Records excerpted from a collection:
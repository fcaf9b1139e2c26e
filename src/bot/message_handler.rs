//! Message Handler module for processing incoming Telegram messages

use std::sync::Arc;

use anyhow::Result;
use async_trait::async_trait;
use teloxide::prelude::*;
use teloxide::types::{ChatAction, ParseMode};
use tracing::{debug, error, info, warn};

use crate::analysis::top_restaurants;
use crate::errors::Error;
use crate::localization::{t, t_args};
use crate::normalize::OrderRecord;
use crate::pipeline::{refresh_orders, RefreshObserver, RefreshStage};
use crate::recommend::RecommendationGenerator;

use super::context::BotContext;
use super::ui_builder::{
    create_main_menu, format_about, format_order_history, format_titled, format_top_restaurants,
    format_welcome, MenuAction, HISTORY_PREVIEW,
};

/// Restaurants listed by the top restaurants command
const TOP_RESTAURANTS: usize = 5;

/// Send prepared MarkdownV2 messages in order
async fn send_markdown(bot: &Bot, chat_id: ChatId, messages: Vec<String>) -> Result<()> {
    for message in messages {
        bot.send_message(chat_id, message)
            .parse_mode(ParseMode::MarkdownV2)
            .await?;
    }
    Ok(())
}

/// Load records, answering the chat when history is missing or unreadable
async fn load_records(
    bot: &Bot,
    chat_id: ChatId,
    ctx: &BotContext,
    limit: usize,
) -> Result<Option<Vec<OrderRecord>>> {
    match ctx.store.read_records_limited(limit) {
        Ok(records) => Ok(Some(records)),
        Err(Error::MissingHistory { path }) => {
            debug!(chat_id = %chat_id, path = %path.display(), "No order history on disk");
            bot.send_message(chat_id, t("history-missing")).await?;
            Ok(None)
        }
        Err(e) => {
            error!(chat_id = %chat_id, error = %e, "Failed to read order history");
            bot.send_message(chat_id, t("history-read-error")).await?;
            Ok(None)
        }
    }
}

async fn send_welcome(bot: &Bot, chat_id: ChatId) -> Result<()> {
    bot.send_message(chat_id, format_welcome())
        .parse_mode(ParseMode::MarkdownV2)
        .reply_markup(create_main_menu())
        .await?;
    Ok(())
}

async fn show_order_history(bot: &Bot, chat_id: ChatId, ctx: &BotContext) -> Result<()> {
    let Some(records) = load_records(bot, chat_id, ctx, HISTORY_PREVIEW).await? else {
        return Ok(());
    };

    if records.is_empty() {
        bot.send_message(chat_id, t("history-empty")).await?;
        return Ok(());
    }

    send_markdown(bot, chat_id, format_order_history(&records)).await
}

async fn send_template_recommendation(bot: &Bot, chat_id: ChatId, ctx: &BotContext) -> Result<()> {
    let Some(records) = load_records(bot, chat_id, ctx, usize::MAX).await? else {
        return Ok(());
    };

    bot.send_chat_action(chat_id, ChatAction::Typing).await?;

    let generator = &ctx.template;
    let recommendation = generator.generate(&records).await?;
    save_recommendation(ctx, generator.as_ref(), &recommendation);

    send_markdown(
        bot,
        chat_id,
        format_titled("🔮", "recommend-title", &recommendation),
    )
    .await
}

async fn send_ai_recommendation(bot: &Bot, chat_id: ChatId, ctx: &BotContext) -> Result<()> {
    if !ctx.store.has_history() {
        bot.send_message(chat_id, t("history-missing")).await?;
        return Ok(());
    }

    let Some(generator) = ctx.external.as_ref() else {
        bot.send_message(chat_id, t("ai-missing-key")).await?;
        return Ok(());
    };

    bot.send_chat_action(chat_id, ChatAction::Typing).await?;
    let processing = bot.send_message(chat_id, t("ai-processing")).await?;

    let Some(records) = load_records(bot, chat_id, ctx, usize::MAX).await? else {
        return Ok(());
    };

    match generator.generate(&records).await {
        Ok(recommendation) => {
            let saved = save_recommendation(ctx, generator.as_ref(), &recommendation);

            if let Err(e) = bot.delete_message(chat_id, processing.id).await {
                warn!(chat_id = %chat_id, error = %e, "Failed to delete processing message");
            }

            send_markdown(bot, chat_id, format_titled("🤖", "ai-title", &recommendation)).await?;

            if let Some(file) = saved {
                bot.send_message(chat_id, t_args("ai-saved", &[("file", file.into())]))
                    .await?;
            }
        }
        Err(e) => {
            error!(chat_id = %chat_id, error = %e, "AI recommendation failed");
            bot.edit_message_text(chat_id, processing.id, t("ai-failed"))
                .await?;
        }
    }

    Ok(())
}

/// Save generated text next to the other artifacts, returning its file name
fn save_recommendation(
    ctx: &BotContext,
    generator: &dyn RecommendationGenerator,
    text: &str,
) -> Option<String> {
    match ctx.store.save_recommendation(generator.artifact_name(), text) {
        Ok(path) => {
            info!(strategy = generator.name(), path = %path.display(), "Recommendation saved");
            Some(generator.artifact_name().to_string())
        }
        Err(e) => {
            warn!(strategy = generator.name(), error = %e, "Failed to save recommendation");
            None
        }
    }
}

/// Posts refresh progress into the chat
struct ChatObserver {
    bot: Bot,
    chat_id: ChatId,
}

#[async_trait]
impl RefreshObserver for ChatObserver {
    async fn on_stage(&self, stage: RefreshStage) {
        let text = match stage {
            RefreshStage::LoggingIn => t("update-logging-in"),
            RefreshStage::TokenObtained => t("update-token-obtained"),
            RefreshStage::LoggedIn => t("update-logged-in"),
            RefreshStage::Fetched { orders } => t_args(
                "update-fetched",
                &[
                    ("count", orders.into()),
                    ("file", crate::history::ORDERS_JSON_FILE.into()),
                ],
            ),
            RefreshStage::Saved { csv_path, .. } => t_args(
                "update-complete",
                &[("file", csv_path.display().to_string().into())],
            ),
        };

        if let Err(e) = self.bot.send_message(self.chat_id, text).await {
            warn!(chat_id = %self.chat_id, error = %e, "Failed to send progress message");
        }
    }
}

async fn update_order_data(bot: &Bot, chat_id: ChatId, ctx: &BotContext) -> Result<()> {
    bot.send_message(chat_id, t("update-start")).await?;
    bot.send_chat_action(chat_id, ChatAction::Typing).await?;
    bot.send_message(chat_id, t("update-fetching")).await?;

    let observer = ChatObserver {
        bot: bot.clone(),
        chat_id,
    };

    match refresh_orders(&ctx.config, &ctx.store, &observer).await {
        Ok(report) => {
            info!(chat_id = %chat_id, records = report.records.len(), "Order data refreshed");
        }
        Err(e) => {
            error!(chat_id = %chat_id, error = %e, "Order data refresh failed");
            let text = match &e {
                Error::Token { .. } => t("update-token-failed"),
                Error::Credential { .. } => t("update-login-failed"),
                Error::Fetch { .. } => t("update-fetch-failed"),
                Error::MissingConfiguration(_) => t("update-missing-credentials"),
                other => t_args("update-failed", &[("error", other.to_string().into())]),
            };
            bot.send_message(chat_id, text).await?;
        }
    }

    Ok(())
}

async fn show_top_restaurants(bot: &Bot, chat_id: ChatId, ctx: &BotContext) -> Result<()> {
    let Some(records) = load_records(bot, chat_id, ctx, usize::MAX).await? else {
        return Ok(());
    };

    let ranking = top_restaurants(&records, TOP_RESTAURANTS);
    if ranking.is_empty() {
        bot.send_message(chat_id, t("top-empty")).await?;
        return Ok(());
    }

    send_markdown(bot, chat_id, format_top_restaurants(&ranking)).await
}

async fn send_about(bot: &Bot, chat_id: ChatId) -> Result<()> {
    send_markdown(bot, chat_id, format_about()).await
}

pub async fn message_handler(bot: Bot, msg: Message, ctx: Arc<BotContext>) -> Result<()> {
    let chat_id = msg.chat.id;

    let Some(text) = msg.text() else {
        debug!(chat_id = %chat_id, "Ignoring non-text message");
        return Ok(());
    };

    let action = MenuAction::from_text(text);
    debug!(chat_id = %chat_id, action = ?action, "Received text message");

    match action {
        Some(MenuAction::Start) => send_welcome(&bot, chat_id).await?,
        Some(MenuAction::ViewHistory) => show_order_history(&bot, chat_id, &ctx).await?,
        Some(MenuAction::Recommend) => send_template_recommendation(&bot, chat_id, &ctx).await?,
        Some(MenuAction::UpdateData) => update_order_data(&bot, chat_id, &ctx).await?,
        Some(MenuAction::TopRestaurants) => show_top_restaurants(&bot, chat_id, &ctx).await?,
        Some(MenuAction::AiRecommend) => send_ai_recommendation(&bot, chat_id, &ctx).await?,
        Some(MenuAction::About) => send_about(&bot, chat_id).await?,
        None => {
            bot.send_message(chat_id, t("unknown-command"))
                .reply_markup(create_main_menu())
                .await?;
        }
    }

    Ok(())
}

● Problem statement
Show every line of the data that includes the string "store".

● Solution to this task
    match ctx.store.read_records_limited(limit) {
    if !ctx.store.has_history() {
    match ctx.store.save_recommendation(generator.artifact_name(), text) {
    match refresh_orders(&ctx.config, &ctx.store, &observer).await {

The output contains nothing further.